At this point in her career, you’ll find artist Erin Armstrong’s loosely-rendered figurative paintings gracing the walls of international galleries and art fair booths, but that wasn’t always the case. After brief stints working in fashion and marketing, she opted to study towards a degree in graphic design in pursuits of a profession that would allow her more creativity. Then, a last-minute submission to a local artist fair changed everything. The self-taught painter sold out her booth in the span of three days and caught the eye of a New York-based dealer. Within a week, she was invited to present her work in person, putting her on the fast-track that many artists dream of.
She’s since built an impressive following for her work including clients such as Nike and Anthropologie.
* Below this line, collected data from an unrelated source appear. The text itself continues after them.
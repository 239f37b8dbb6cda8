//! Application layer: port trait definitions and use-case orchestration.
//!
//! This module depends only on `crate::domain` and the shared entity types,
//! never on `crate::infra` or `crate::commands`.

pub mod ports;
pub mod services;

pub use ports::{
    ComputeApi, EntityStore, EventSink, InstanceGroupPage, InstanceReference, Operation, Task,
    TaskDispatcher,
};
pub use services::Mutation;
//! Port trait definitions for the Application layer.
//!
//! Ports are the interfaces (contracts) that infrastructure must fulfill.
//! This file imports only from `crate::domain` and the shared entity types,
//! never from `crate::infra` or `crate::commands`.

use std::fmt;

use anyhow::Result;
use gce_backend_common::{Entity, InstanceKey, MachineEvent, ManagerKey};
use serde::{Deserialize, Serialize};

use crate::domain::ComputeError;

// ── Value Types ───────────────────────────────────────────────────────────────

/// One page of `instanceGroups.listInstances`.
#[derive(Debug, Clone, PartialEq, Eq, Default, Serialize, Deserialize)]
#[serde(rename_all = "camelCase")]
pub struct InstanceGroupPage {
    #[serde(default)]
    pub items: Vec<InstanceReference>,
    #[serde(default, skip_serializing_if = "Option::is_none")]
    pub next_page_token: Option<String>,
}

/// A member of an instance group.
#[derive(Debug, Clone, PartialEq, Eq, Serialize, Deserialize)]
pub struct InstanceReference {
    /// Full URL of the instance.
    pub instance: String,
    #[serde(default, skip_serializing_if = "Option::is_none")]
    pub status: Option<String>,
}

/// A long-running compute operation as returned by mutating calls.
#[derive(Debug, Clone, PartialEq, Serialize, Deserialize)]
#[serde(rename_all = "camelCase")]
pub struct Operation {
    #[serde(default, skip_serializing_if = "Option::is_none")]
    pub name: Option<String>,
    pub status: String,
    #[serde(default, skip_serializing_if = "Option::is_none")]
    pub target_link: Option<String>,
    #[serde(default, skip_serializing_if = "Option::is_none")]
    pub error: Option<serde_json::Value>,
}

impl Operation {
    pub const DONE: &'static str = "DONE";

    #[must_use]
    pub fn is_done(&self) -> bool {
        self.status == Self::DONE
    }
}

/// A unit of out-of-band work handed to the task dispatcher.
#[derive(Debug, Clone, PartialEq, Eq, Hash)]
pub enum Task {
    /// Discover the instances of one group and ensure their records exist.
    FetchInstances(ManagerKey),
    /// Delete an instance that was marked for deletion.
    DeletePending(InstanceKey),
    /// Delete an instance whose group is drained.
    DeleteDrained(InstanceKey),
}

impl Task {
    /// Name of the handler that executes this task.
    #[must_use]
    pub fn handler_name(&self) -> &'static str {
        match self {
            Self::FetchInstances(_) => "fetch-instances",
            Self::DeletePending(_) => "delete-instance-pending-deletion",
            Self::DeleteDrained(_) => "delete-drained-instance",
        }
    }

    /// Textual key of the entity the task operates on.
    #[must_use]
    pub fn key(&self) -> String {
        match self {
            Self::FetchInstances(key) => key.to_string(),
            Self::DeletePending(key) | Self::DeleteDrained(key) => key.to_string(),
        }
    }
}

impl fmt::Display for Task {
    fn fmt(&self, f: &mut fmt::Formatter<'_>) -> fmt::Result {
        write!(f, "{}({})", self.handler_name(), self.key())
    }
}

// ── Entity Store Port ─────────────────────────────────────────────────────────

/// Transactional key-value store holding the entity hierarchy.
#[allow(async_fn_in_trait)]
pub trait EntityStore {
    /// Point read outside any transaction.
    async fn get<E: Entity>(&self, key: &E::Key) -> Result<Option<E>>;

    /// Scan every record of one kind.
    async fn query<E: Entity>(&self) -> Result<Vec<E>>;

    /// Single-key read-modify-write.
    ///
    /// `mutate` receives the current record (or `None`) and may replace,
    /// edit, or create it. The store writes only when the record changed,
    /// and may call `mutate` more than once when a concurrent writer
    /// commits first. The value returned by the final call is returned.
    ///
    /// # Errors
    ///
    /// Returns an error if the transaction cannot commit.
    async fn transact<E, R, F>(&self, key: &E::Key, mutate: F) -> Result<R>
    where
        E: Entity,
        F: FnMut(&mut Option<E>) -> R;
}

// ── Compute Port ──────────────────────────────────────────────────────────────

/// Compute control plane operations on managed instance groups.
#[allow(async_fn_in_trait)]
pub trait ComputeApi {
    /// List one page of the instances in `group`.
    async fn list_instances_in_group(
        &self,
        project: &str,
        group: &str,
        zone: &str,
        page_size: u32,
        page_token: Option<&str>,
    ) -> Result<InstanceGroupPage, ComputeError>;

    /// Ask the group manager to delete the given instance URLs.
    async fn delete_instances(
        &self,
        project: &str,
        group: &str,
        zone: &str,
        urls: &[String],
    ) -> Result<Operation, ComputeError>;
}

// ── Task Dispatch Port ────────────────────────────────────────────────────────

/// Accepts tasks for asynchronous, at-least-once execution.
#[allow(async_fn_in_trait)]
pub trait TaskDispatcher {
    /// Hand off a task. Returns once the task is queued, not executed.
    async fn enqueue(&self, task: Task) -> Result<()>;
}

// ── Event Port ────────────────────────────────────────────────────────────────

/// Receives machine lifecycle events. Sync trait.
pub trait EventSink {
    fn send_event(&self, event: MachineEvent, hostname: &str);
}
It’s not hard to see why brands and collectors alike would be drawn to the lush, lively colors and expressive nature of her paintings, but the markedly neutral faces of her figures imbue each piece with a deeper meaning. Through her art, she comments on the shared human experience of living in our contemporary world, which includes navigating such issues as climate change, #metoo, and now, the COVID-19 pandemic.
We had the opportunity to chat with her to learn more about what she advises for emerging artists looking to establish themselves in the art world, her thoughts on the burgeoning art scene in Toronto, and what her plans are for the future post-coronavirus.
Were you interested in art growing up? Can you share more about your experience or memories related to art as a child?
I started making art when I was very young. My mom is a painter and I used to fake being sick all the time when I was a kid l so I didn’t have to go to school and I could go to her studio and paint with her. I remember I would lay on her studio floor and draw what I called “beautiful ladies”, they were like these 18th-century women in ball gowns. My mom confessed to me as an adult that she knew there was no way I had strep-throat almost 365 days a year, but she just let it slide so that I could stay home and make art with her. Now we laugh that I guess it’s kind of paid off.
Tell us about the early years of your professional life and how you began to build your career as an artist.
I knew I always wanted to be an artist but it seemed like an unattainable dream. So I started out working in all sorts of more traditional 9-5 “creative” fields; An advertising agency, a fashion magazine, marketing firm, I even somehow became a travel writer for a hot second and was sent alone to places like Ecuador, where I stayed in the jungle for 3 weeks (I’m a terrible writer, so I’m not sure how I snagged this job).
However, none of these jobs were what I wanted in terms of creativity, so I decided that life is short, I needed to just go for it and if I failed at least I had tried. As a safety net, I started school again, this time in Graphic Design. My plan was that if I failed, I would at least be able to become a graphic designer and eventually an Art Director.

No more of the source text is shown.